57. Agnes also came to my home several times after she was dismissed. She was very upset and was pleading for me to please change my statement and asking me to tell Carol Edwards to stop the action against her. She said that she had a daughter and an elderly mother and this would make life very difficult. She asked me to please tell Carol Edwards that I had made a mistake and to change my statement. I explained that I could only report what I had witnessed and it was not for me to say whether it was right or wrong, but I have a duty to report it."
- It is, therefore, to my mind plain that Mrs Archer was saying that the Claimant knew long before May 2012 that the Claimant had made a statement implicating her to Aermid at the request of Mrs Edwards.

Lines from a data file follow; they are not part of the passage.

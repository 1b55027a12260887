//! HTTP email provider client.

use std::time::Duration;

use async_trait::async_trait;
use serde_json::json;

use super::{EmailMessage, EmailSender};
use crate::config::EmailConfig;
use crate::error::{ErrorCode, MeridianError, Result};

/// Sends mail by POSTing JSON to a provider endpoint.
pub struct HttpEmailSender {
    client: reqwest::Client,
    endpoint: String,
    api_key: Option<String>,
    from_address: String,
}

impl HttpEmailSender {
    /// Build from config. Returns `None` when no endpoint is configured.
    pub fn from_config(config: &EmailConfig) -> Result<Option<Self>> {
        let Some(endpoint) = config.endpoint.clone() else {
            return Ok(None);
        };

        let client = reqwest::Client::builder()
            .timeout(Duration::from_secs(config.timeout_secs))
            .build()
            .map_err(|e| {
                MeridianError::configuration(format!("email client: {}", e))
            })?;

        Ok(Some(Self {
            client,
            endpoint,
            api_key: config.api_key.clone(),
            from_address: config.from_address.clone(),
        }))
    }
}

#[async_trait]
impl EmailSender for HttpEmailSender {
    async fn send(&self, message: &EmailMessage) -> Result<()> {
        let payload = json!({
            "from": self.from_address,
            "to": message.to,
            "subject": message.subject,
            "text": message.body,
        });

        let mut request = self.client.post(&self.endpoint).json(&payload);
        if let Some(key) = &self.api_key {
            request = request.bearer_auth(key);
        }

        let response = request.send().await.map_err(|e| {
            MeridianError::with_internal(
                ErrorCode::EmailDispatchFailed,
                "Email provider request failed",
                e.to_string(),
            )
        })?;

        if !response.status().is_success() {
            let status = response.status();
            let body = response.text().await.unwrap_or_default();
            return Err(MeridianError::with_internal(
                ErrorCode::EmailDispatchFailed,
                "Email provider rejected the message",
                format!("status {}: {}", status, body),
            ));
        }

        Ok(())
    }

    fn name(&self) -> &str {
        "http"
    }
}

#[cfg(test)]
mod tests {
    use super::*;
    use wiremock::matchers::{body_partial_json, header, method, path};
    use wiremock::{Mock, MockServer, ResponseTemplate};

    fn config_for(server: &MockServer) -> EmailConfig {
        EmailConfig {
            endpoint: Some(format!("{}/v1/send", server.uri())),
            api_key: Some("test-key".to_string()),
            from_address: "no-reply@meridian.example".to_string(),
            timeout_secs: 5,
        }
    }

    fn message() -> EmailMessage {
        EmailMessage {
            to: vec!["arun@example.com".to_string()],
            subject: "Your home loan application is now In Review".to_string(),
            body: "The status changed.".to_string(),
        }
    }

    #[tokio::test]
    async fn test_send_posts_payload_with_auth() {
        let server = MockServer::start().await;
        Mock::given(method("POST"))
            .and(path("/v1/send"))
            .and(header("authorization", "Bearer test-key"))
            .and(body_partial_json(serde_json::json!({
                "from": "no-reply@meridian.example",
                "to": ["arun@example.com"],
            })))
            .respond_with(ResponseTemplate::new(200))
            .expect(1)
            .mount(&server)
            .await;

        let sender = HttpEmailSender::from_config(&config_for(&server))
            .unwrap()
            .unwrap();
        sender.send(&message()).await.unwrap();
    }

    #[tokio::test]
    async fn test_provider_error_maps_to_dispatch_failure() {
        let server = MockServer::start().await;
        Mock::given(method("POST"))
            .respond_with(ResponseTemplate::new(502).set_body_string("upstream down"))
            .mount(&server)
            .await;

        let sender = HttpEmailSender::from_config(&config_for(&server))
            .unwrap()
            .unwrap();
        let err = sender.send(&message()).await.unwrap_err();
        assert_eq!(err.code(), ErrorCode::EmailDispatchFailed);
    }

    #[test]
    fn test_no_endpoint_yields_none() {
        let sender = HttpEmailSender::from_config(&EmailConfig::default()).unwrap();
        assert!(sender.is_none());
    }
}
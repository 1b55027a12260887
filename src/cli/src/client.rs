//! HTTP client for communicating with the Meridian API server.

use anyhow::{Context, Result};
use reqwest::{Client, Method, RequestBuilder};
use serde::de::DeserializeOwned;
use serde::Serialize;

/// API response wrapper matching the server's ApiResponse format.
#[derive(Debug, serde::Deserialize)]
pub struct ApiResponse<T> {
    pub success: bool,
    pub data: Option<T>,
    pub error: Option<String>,
    #[allow(dead_code)]
    pub error_code: Option<String>,
}

/// HTTP client for the Meridian API.
pub struct ApiClient {
    client: Client,
    base_url: String,
    token: Option<String>,
}

impl ApiClient {
    /// Create a new API client pointing at the given base URL.
    pub fn new(base_url: &str, token: Option<String>) -> Result<Self> {
        let client = Client::builder()
            .timeout(std::time::Duration::from_secs(30))
            .build()
            .context("Failed to create HTTP client")?;

        Ok(Self {
            client,
            base_url: base_url.trim_end_matches('/').to_string(),
            token,
        })
    }

    /// Return the configured base URL.
    pub fn base_url(&self) -> &str {
        &self.base_url
    }

    fn request(&self, method: Method, url: &str) -> RequestBuilder {
        let mut builder = self.client.request(method, url);
        if let Some(token) = &self.token {
            builder = builder.bearer_auth(token);
        }
        builder
    }

    async fn execute<T: DeserializeOwned>(&self, builder: RequestBuilder, url: &str) -> Result<T> {
        let resp = builder
            .send()
            .await
            .with_context(|| format!("Request to {} failed", url))?;

        let status = resp.status();
        if !status.is_success() {
            let body = resp.text().await.unwrap_or_default();
            anyhow::bail!("API error ({}): {}", status, body);
        }

        let api_resp: ApiResponse<T> = resp
            .json()
            .await
            .with_context(|| format!("Failed to parse response from {}", url))?;

        if api_resp.success {
            api_resp
                .data
                .ok_or_else(|| anyhow::anyhow!("API returned success but no data"))
        } else {
            Err(anyhow::anyhow!(
                "API error: {}",
                api_resp.error.unwrap_or_else(|| "Unknown error".into())
            ))
        }
    }

    /// Perform a GET request and deserialize the response data.
    pub async fn get<T: DeserializeOwned>(&self, path: &str) -> Result<T> {
        let url = format!("{}{}", self.base_url, path);
        self.execute(self.request(Method::GET, &url), &url).await
    }

    /// Perform a POST request with a JSON body and deserialize the response.
    pub async fn post<B: Serialize, T: DeserializeOwned>(&self, path: &str, body: &B) -> Result<T> {
        let url = format!("{}{}", self.base_url, path);
        self.execute(self.request(Method::POST, &url).json(body), &url)
            .await
    }

    /// Perform a PUT request with a JSON body and deserialize the response.
    pub async fn put<B: Serialize, T: DeserializeOwned>(&self, path: &str, body: &B) -> Result<T> {
        let url = format!("{}{}", self.base_url, path);
        self.execute(self.request(Method::PUT, &url).json(body), &url)
            .await
    }

    /// Perform a DELETE request, optionally with a JSON body.
    pub async fn delete<B: Serialize, T: DeserializeOwned>(
        &self,
        path: &str,
        body: Option<&B>,
    ) -> Result<T> {
        let url = format!("{}{}", self.base_url, path);
        let mut builder = self.request(Method::DELETE, &url);
        if let Some(body) = body {
            builder = builder.json(body);
        }
        self.execute(builder, &url).await
    }

    /// Perform a raw GET request and return the full JSON value (for the
    /// health endpoint, which has no envelope).
    pub async fn get_raw(&self, path: &str) -> Result<serde_json::Value> {
        let url = format!("{}{}", self.base_url, path);
        let resp = self
            .request(Method::GET, &url)
            .send()
            .await
            .with_context(|| format!("GET {} failed", url))?;

        let status = resp.status();
        if !status.is_success() {
            let body = resp.text().await.unwrap_or_default();
            anyhow::bail!("API error ({}): {}", status, body);
        }

        resp.json()
            .await
            .with_context(|| format!("Failed to parse response from {}", url))
    }
}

- On the question relating to Mrs Archer, the Employment Judge set out the contentions of the Claimant in paragraphs 10-12 of his Reasons. I need not set those out in full. I should, however, mention that the Claimant says she first learned of Mrs Archer's statement on 3 May not 1 May. 1 May was, she tells me, the date of the letter from the Nursing and Midwifery Council. She would have received it about two days later. She says that, while she may have mentioned the date of 1 May in a letter to the Employment Tribunal (see paragraph 10 of Employment Judge Roper's Reasons), that was a mistake.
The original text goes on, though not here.